#### Assigned task:
Print every record exactly.

[Collected data]
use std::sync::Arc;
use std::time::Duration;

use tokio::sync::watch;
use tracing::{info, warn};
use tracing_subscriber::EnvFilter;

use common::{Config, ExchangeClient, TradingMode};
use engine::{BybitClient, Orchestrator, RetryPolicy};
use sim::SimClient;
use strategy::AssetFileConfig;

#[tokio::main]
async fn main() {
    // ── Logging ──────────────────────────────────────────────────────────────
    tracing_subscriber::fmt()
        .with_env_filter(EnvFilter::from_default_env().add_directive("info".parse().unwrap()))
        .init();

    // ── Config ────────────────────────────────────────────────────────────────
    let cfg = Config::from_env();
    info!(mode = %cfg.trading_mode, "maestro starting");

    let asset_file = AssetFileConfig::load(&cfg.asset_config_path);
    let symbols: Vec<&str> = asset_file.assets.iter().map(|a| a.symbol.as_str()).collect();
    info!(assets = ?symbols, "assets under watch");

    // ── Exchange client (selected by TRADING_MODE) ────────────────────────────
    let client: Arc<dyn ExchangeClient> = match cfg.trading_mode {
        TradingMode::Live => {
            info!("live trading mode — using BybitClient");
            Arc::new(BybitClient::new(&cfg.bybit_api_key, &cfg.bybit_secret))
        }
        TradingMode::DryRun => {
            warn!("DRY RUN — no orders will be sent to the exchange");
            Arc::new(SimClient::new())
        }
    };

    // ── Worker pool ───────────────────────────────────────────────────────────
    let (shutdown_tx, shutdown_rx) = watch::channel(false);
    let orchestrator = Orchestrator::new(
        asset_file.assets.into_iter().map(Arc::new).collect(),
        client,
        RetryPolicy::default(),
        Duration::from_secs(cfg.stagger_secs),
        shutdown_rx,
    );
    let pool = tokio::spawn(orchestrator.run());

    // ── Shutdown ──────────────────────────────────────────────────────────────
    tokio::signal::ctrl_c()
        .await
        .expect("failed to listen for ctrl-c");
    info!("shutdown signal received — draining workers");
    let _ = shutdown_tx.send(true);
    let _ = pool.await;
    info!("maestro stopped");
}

#### Exercise result:
use std::sync::Arc;
use std::time::Duration;

use tokio::sync::watch;
use tracing::{info, warn};
use tracing_subscriber::EnvFilter;

use common::{Config, ExchangeClient, TradingMode};
use engine::{BybitClient, Orchestrator, RetryPolicy};
use sim::SimClient;
use strategy::AssetFileConfig;

#[tokio::main]
async fn main() {
    // ── Logging ──────────────────────────────────────────────────────────────
    tracing_subscriber::fmt()
        .with_env_filter(EnvFilter::from_default_env().add_directive("info".parse().unwrap()))
        .init();

    // ── Config ────────────────────────────────────────────────────────────────
    let cfg = Config::from_env();
    info!(mode = %cfg.trading_mode, "maestro starting");

    let asset_file = AssetFileConfig::load(&cfg.asset_config_path);
    let symbols: Vec<&str> = asset_file.assets.iter().map(|a| a.symbol.as_str()).collect();
    info!(assets = ?symbols, "assets under watch");

    // ── Exchange client (selected by TRADING_MODE) ────────────────────────────
    let client: Arc<dyn ExchangeClient> = match cfg.trading_mode {
        TradingMode::Live => {
            info!("live trading mode — using BybitClient");
            Arc::new(BybitClient::new(&cfg.bybit_api_key, &cfg.bybit_secret))
        }
        TradingMode::DryRun => {
            warn!("DRY RUN — no orders will be sent to the exchange");
            Arc::new(SimClient::new())
        }
    };

    // ── Worker pool ───────────────────────────────────────────────────────────
    let (shutdown_tx, shutdown_rx) = watch::channel(false);
    let orchestrator = Orchestrator::new(
        asset_file.assets.into_iter().map(Arc::new).collect(),
        client,
        RetryPolicy::default(),
        Duration::from_secs(cfg.stagger_secs),
        shutdown_rx,
    );
    let pool = tokio::spawn(orchestrator.run());

    // ── Shutdown ──────────────────────────────────────────────────────────────
    tokio::signal::ctrl_c()
        .await
        .expect("failed to listen for ctrl-c");
    info!("shutdown signal received — draining workers");
    let _ = shutdown_tx.send(true);
    let _ = pool.await;
    info!("maestro stopped");
}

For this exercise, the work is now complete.